После хазарского путешествия Мефодий снова вернулся на Олимп в Малую Азию, и когда опять увидел там те же иконы, что видел раньше, они показались ему усталыми. Он стал игуменом монастыря Полихрона, о котором потом на протяжении веков не было известно ничего, кроме того, что построен он на стыке трех времен — арабского, греческого и еврейского, чему и обязан своим именем.

В 863 году Мефодий вернулся к славянам. Нужно было создать славянскую школу, которая была бы под греческим влиянием, с учениками, славянской письменностью и книгами, переведенными с греческого на славянский. И он, и его брат Константин с детства знали, что птицы в Солуне и птицы в Африке говорят на разных языках, что ласточка с Струмицы не поймет, что говорит ласточка с Нила, и что только альбатросы повсюду в мире говорят на одном языке. С такими мыслями отправились они в Моравию, Словакию и Нижнюю Австрию, собирая вокруг себя молодых людей, которые больше смотрели им в рот, чем слушали, что они говорят. Одному из учеников Мефодий решил подарить красиво украшенный посох. Все считали, что он даст его лучшему, и гадали, кому же именно. Мефодий дал его самому худшему. И сказал: «Лучшие учатся меньше всего. Гораздо дольше учитель остается с плохими учениками. Умные проходят быстро…»
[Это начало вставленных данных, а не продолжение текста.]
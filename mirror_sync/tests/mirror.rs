//! End-to-end reads through the `Mirror` facade over a `MemoryRemote`.
//!
//! It validates:
//! 1.  **Mirroring:** a subscribed directory shows up in the tree snapshot and
//!     its blobs are fetched when requested.
//! 2.  **Synchronous reads:** `read_file` stays empty until the fetch lands.
//! 3.  **Memoization:** repeated transforms over one content hash return the
//!     same `Arc`.
//! 4.  **Listings:** `read_dir` reports entries and sync progress.
//! 5.  **Concurrency:** many watch loops publishing disjoint subtrees keep
//!     every write.

use bytes::Bytes;
use mirror_core::{Depth, Meta, testutil::eventually};
use mirror_remote_memory::MemoryRemote;
use mirror_sync::{Mirror, MirrorConfig, SubscribeOptions, SyncStatus, Transform};
use serde::Deserialize;
use std::sync::Arc;

#[derive(Debug, Deserialize, PartialEq)]
struct Contact {
    id: u32,
    name: String,
}

#[tokio::test(flavor = "multi_thread", worker_threads = 2)]
async fn json_file_is_mirrored_and_memoized() -> anyhow::Result<()> {
    let remote = MemoryRemote::new();
    remote.pause_fetches();
    let mirror = Mirror::new(remote.clone(), MirrorConfig::default())?;

    mirror.subscribe("Name", SubscribeOptions::new().unbounded().blobs(true));
    remote.put_payload("Name/c1.json", r#"{"id": 1, "name": "c1"}"#);
    remote.publish(Meta::blob("Name/c1.json", "h1"));

    // the metadata arrives while the fetch is held back
    eventually(|| mirror.status_of("Name/c1.json") == Some(SyncStatus::Syncing)).await;
    assert_eq!(mirror.get_meta("Name/c1.json"), Some(Meta::blob("Name/c1.json", "h1")));
    assert!(mirror.read_file("Name/c1.json").is_none());
    assert!(!mirror.is_synced("Name/c1.json"));

    remote.resume_fetches();
    eventually(|| mirror.is_synced("Name/c1.json")).await;
    assert_eq!(
        mirror.read_file("Name/c1.json"),
        Some(Bytes::from_static(br#"{"id": 1, "name": "c1"}"#))
    );

    let json = Transform::<serde_json::Result<Contact>>::json();
    let first = mirror.read_file_with("Name/c1.json", &json).unwrap();
    let second = mirror.read_file_with("Name/c1.json", &json).unwrap();
    assert_eq!(
        (*first).as_ref().unwrap(),
        &Contact {
            id: 1,
            name: "c1".into()
        }
    );
    assert!(Arc::ptr_eq(&first, &second), "memo must hand out the same value");
    assert_eq!(remote.fetch_count("Name/c1.json"), 1);
    Ok(())
}

#[tokio::test(flavor = "multi_thread", worker_threads = 2)]
async fn blobs_are_not_fetched_unless_requested() -> anyhow::Result<()> {
    let remote = MemoryRemote::new();
    remote.put("docs/readme.md", "# hi");
    let mirror = Mirror::new(remote.clone(), MirrorConfig::default())?;

    mirror.subscribe("docs", SubscribeOptions::new());
    eventually(|| mirror.get_meta("docs/readme.md").is_some()).await;
    assert_eq!(mirror.status_of("docs/readme.md"), None);
    assert!(mirror.read_file("docs/readme.md").is_none());
    assert_eq!(remote.fetch_count("docs/readme.md"), 0);
    Ok(())
}

#[tokio::test(flavor = "multi_thread", worker_threads = 2)]
async fn read_dir_reports_progress() -> anyhow::Result<()> {
    let remote = MemoryRemote::new();
    remote.put("list/a.txt", "alpha");
    remote.put("list/b.txt", "beta");
    remote.publish(Meta::blob("list/c.txt", "missing"));
    let mirror = Mirror::new(remote.clone(), MirrorConfig::default())?;

    mirror.subscribe("list", SubscribeOptions::new().blobs(true));
    eventually(|| mirror.read_dir("list", Depth::ZERO).progress().synced == 2).await;
    eventually(|| mirror.status_of("list/c.txt") == Some(SyncStatus::Stale)).await;

    let view = mirror.read_dir("list", Depth::ZERO);
    let names: Vec<&str> = view.entries().iter().map(Meta::name).collect();
    assert_eq!(names, ["a.txt", "b.txt", "c.txt"]);
    assert_eq!(view.progress().total, 3);
    assert!(!view.progress().is_complete());

    let a = &view.entries()[0];
    assert_eq!(view.read(a), Some(Bytes::from_static(b"alpha")));
    assert_eq!(view.read("list/b.txt"), Some(Bytes::from_static(b"beta")));
    assert_eq!(view.read("list/c.txt"), None);
    assert_eq!(
        view.read_with(a, &Transform::text()).as_deref().map(String::as_str),
        Some("alpha")
    );
    Ok(())
}

#[tokio::test(flavor = "multi_thread", worker_threads = 4)]
async fn disjoint_subtrees_are_all_kept() -> anyhow::Result<()> {
    let remote = MemoryRemote::new();
    let mirror = Mirror::new(remote.clone(), MirrorConfig::default())?;

    for dir in 0..8 {
        mirror.subscribe(&format!("d{dir}"), SubscribeOptions::new());
    }
    eventually(|| (0..8).all(|dir| remote.active_watches(&format!("d{dir}")) == 1)).await;

    let publishers: Vec<_> = (0..8)
        .map(|dir| {
            let remote = remote.clone();
            tokio::spawn(async move {
                for file in 0..25 {
                    remote.publish(Meta::blob(format!("d{dir}/f{file}"), format!("h{dir}-{file}")));
                    tokio::task::yield_now().await;
                }
            })
        })
        .collect();
    for publisher in publishers {
        publisher.await?;
    }

    eventually(|| mirror.snapshot().len() == 8 * 25).await;
    assert_eq!(mirror.read_dir("d3", Depth::ZERO).entries().len(), 25);
    Ok(())
}

#[tokio::test(flavor = "multi_thread", worker_threads = 2)]
async fn dropping_the_mirror_stops_its_watches() -> anyhow::Result<()> {
    let remote = MemoryRemote::new();
    let mirror = Mirror::new(remote.clone(), MirrorConfig::default())?;
    mirror.subscribe("a", SubscribeOptions::new());
    eventually(|| remote.active_watches("a") == 1).await;

    drop(mirror);
    eventually(|| remote.active_watches("a") == 0).await;
    Ok(())
}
Мефодий Солу некий (фреска IX в.)

Однажды в комнате с рассохшимся полом, который кусал босые ноги, он впервые услышал о нападках на них. Начались столкновения с триязычниками, немцами, выступавшими за то, что обрядовыми могут быть только три языка (греческий, латинский и еврейский). В Паннонии, на Балатоне — озере, где зимой смерзаются волосы, а глаза от ветра становятся похожи на столовую и чайную ложку, — Мефодий остановился вместе с братом в столице тамошнего славянского князя Коцеля. Его воины в бою кусались так же страшно, как кони и верблюды, змей они ударами прута заставляли покинуть кожу, а их женщины рожали в воздухе, подвешенные к святому дереву. Они укрощали рыб в грязи паннонских болот и показывали пришельцам старика, молитва которого состояла в том, что он вынимал из грязи рыбу, клал ее себе на ладонь и заставлял взлететь, как это делает охотничий сокол. И она действительно поднималась в воздух и летела, стряхивая с себя грязь и пользуясь жабрами как крыльями.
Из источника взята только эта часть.